La metà dei canadesi (50%) pensa che la loro provincia starebbe meglio con un altro Primo Ministro ad Ottawa. Come previsto, gli Albertans sono in cima a questo elenco (65%), seguiti dalla maggior parte dei residenti di Saskatchewan e Manitoba (59%), Columbia Britannica (53%) e Ontario (51%).

Una differenza accattivante tra Quebec e Alberta è direttamente correlata a Ottawa. Mentre due residenti su cinque di ciascuna provincia ritengono che starebbero meglio come nazioni indipendenti, solo il 38% dei Quebecer pensa che la provincia farebbe un pasticcio sotto un Primo Ministro non chiamato Justin Trudeau. Ciò rappresenta un divario di 27 punti tra Quebec e Alberta.

Quando ai canadesi viene chiesto se per la loro provincia sarebbe meglio aderire agli Stati Uniti, i numeri cambiano drasticamente. Almeno uno su cinque degli Albetans (22%) e in Quebec (20%) non vedrebbero problemi con questo scenario, insieme al 18% in Ontario, al 12% della British Columbia, al 9% di canadesi dell’Atlantico e all’8% di saskatchewaniani e manitobani.

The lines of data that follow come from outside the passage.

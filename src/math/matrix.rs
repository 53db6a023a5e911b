use rand::Rng;
use serde::{Serialize, Deserialize};
use std::f64::consts::PI;

/// Dense row-major matrix of `f64`.
///
/// Layer weights are stored as `(input_size, size)` so that a row-vector
/// input `x` maps to `x · W`.
#[derive(Debug, Clone, PartialEq, Serialize, Deserialize)]
pub struct Matrix {
    pub rows: usize,
    pub cols: usize,
    pub data: Vec<f64>,
}

impl Matrix {
    pub fn zeros(rows: usize, cols: usize) -> Matrix {
        Matrix { rows, cols, data: vec![0.0; rows * cols] }
    }

    pub fn zeros_like(other: &Matrix) -> Matrix {
        Matrix::zeros(other.rows, other.cols)
    }

    pub fn from_vec(rows: usize, cols: usize, data: Vec<f64>) -> Matrix {
        assert_eq!(data.len(), rows * cols, "data length does not match {}x{}", rows, cols);
        Matrix { rows, cols, data }
    }

    /// Samples a single value from N(0, 1) using the Box-Muller transform.
    fn sample_standard_normal<R: Rng + ?Sized>(rng: &mut R) -> f64 {
        // Uniform samples in (0, 1] to avoid log(0).
        let u1: f64 = 1.0 - rng.gen::<f64>();
        let u2: f64 = 1.0 - rng.gen::<f64>();
        (-2.0 * u1.ln()).sqrt() * (2.0 * PI * u2).cos()
    }

    /// He initialization: N(0, sqrt(2 / rows)). `rows` is the fan-in.
    pub fn he<R: Rng + ?Sized>(rows: usize, cols: usize, rng: &mut R) -> Matrix {
        Matrix::normal(rows, cols, (2.0 / rows as f64).sqrt(), rng)
    }

    /// Xavier (Glorot) initialization: N(0, sqrt(1 / rows)).
    pub fn xavier<R: Rng + ?Sized>(rows: usize, cols: usize, rng: &mut R) -> Matrix {
        Matrix::normal(rows, cols, (1.0 / rows as f64).sqrt(), rng)
    }

    fn normal<R: Rng + ?Sized>(rows: usize, cols: usize, std_dev: f64, rng: &mut R) -> Matrix {
        let data = (0..rows * cols)
            .map(|_| Matrix::sample_standard_normal(rng) * std_dev)
            .collect();
        Matrix { rows, cols, data }
    }

    pub fn same_shape(&self, other: &Matrix) -> bool {
        self.rows == other.rows && self.cols == other.cols
    }

    pub fn fill(&mut self, value: f64) {
        self.data.iter_mut().for_each(|x| *x = value);
    }

    /// Row vector times matrix: `x · self`, with `x.len() == rows`.
    pub fn left_mul(&self, x: &[f64]) -> Vec<f64> {
        assert_eq!(x.len(), self.rows, "input length {} does not match {} rows", x.len(), self.rows);
        let mut out = vec![0.0; self.cols];
        for (i, &xi) in x.iter().enumerate() {
            if xi == 0.0 {
                continue;
            }
            let row = &self.data[i * self.cols..(i + 1) * self.cols];
            for (o, &w) in out.iter_mut().zip(row) {
                *o += xi * w;
            }
        }
        out
    }

    /// Matrix times column vector of transposed shape: `self · v`, with
    /// `v.len() == cols`. Used to push a delta back through `Wᵀ`.
    pub fn mul_transposed(&self, v: &[f64]) -> Vec<f64> {
        assert_eq!(v.len(), self.cols, "vector length {} does not match {} cols", v.len(), self.cols);
        self.data
            .chunks_exact(self.cols)
            .map(|row| row.iter().zip(v).map(|(w, d)| w * d).sum())
            .collect()
    }

    /// Accumulates the outer product `xᵀ · delta` into `self`.
    pub fn add_outer(&mut self, x: &[f64], delta: &[f64]) {
        assert_eq!(x.len(), self.rows);
        assert_eq!(delta.len(), self.cols);
        for (i, &xi) in x.iter().enumerate() {
            if xi == 0.0 {
                continue;
            }
            let row = &mut self.data[i * self.cols..(i + 1) * self.cols];
            for (g, &d) in row.iter_mut().zip(delta) {
                *g += xi * d;
            }
        }
    }

    /// Element-wise `self += other`.
    pub fn add_assign_slice(&mut self, other: &[f64]) {
        assert_eq!(self.data.len(), other.len());
        for (a, b) in self.data.iter_mut().zip(other) {
            *a += b;
        }
    }
}

impl Default for Matrix {
    fn default() -> Self {
        Matrix { rows: 0, cols: 0, data: vec![] }
    }
}

#[cfg(test)]
mod tests {
    use super::*;

    #[test]
    fn left_mul_matches_hand_computation() {
        // [1 2] · [[1 2 3], [4 5 6]] = [9 12 15]
        let w = Matrix::from_vec(2, 3, vec![1.0, 2.0, 3.0, 4.0, 5.0, 6.0]);
        assert_eq!(w.left_mul(&[1.0, 2.0]), vec![9.0, 12.0, 15.0]);
    }

    #[test]
    fn mul_transposed_is_w_times_v() {
        let w = Matrix::from_vec(2, 3, vec![1.0, 2.0, 3.0, 4.0, 5.0, 6.0]);
        assert_eq!(w.mul_transposed(&[1.0, 0.0, 1.0]), vec![4.0, 10.0]);
    }

    #[test]
    fn add_outer_accumulates() {
        let mut g = Matrix::zeros(2, 2);
        g.add_outer(&[1.0, 2.0], &[3.0, 4.0]);
        g.add_outer(&[1.0, 0.0], &[1.0, 1.0]);
        assert_eq!(g.data, vec![4.0, 5.0, 6.0, 8.0]);
    }
}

Questi numeri potrebbero sembrare preoccupanti, specialmente nel contesto dei recenti voti pubblici in altre giurisdizioni. Tuttavia, uno sguardo a ciò che sta realmente infastidendo i residenti delle province specifiche mostra quella forza del sentimento nei confronti dei sogni per l’autodeterminazione,  o per rinascere come il 51° Stato USA.

Mentre i partiti che sostenevano apertamente l’uscita del Regno Unito dall’Unione europea non hanno mai ottenuto molta trazione nelle elezioni del primo pasticcio alla Camera dei Comuni, il referendum “Brexit” ha avuto successo come “Sì” o “No” come proposizione secca. Non è chiaro se il Quebec alla fine cercherà un nuovo voto sulla sovranità, poiché le istanze degli Albertans  continuano a comandare la copertura mediatica.

Let

Appunti di una crociata contro la parola intesa e interpretata come ribellione al diluvio verbale che segna la deriva dei nostri giorni. L’occhio avido del giornalista si tuffa in un luogo chiuso a tutti gli sguardi e profana il tempio dei silenzi dell’ultra-nazionalismo in Europa. Un Candide del terzo millennio che esplora, dissacra e perturba.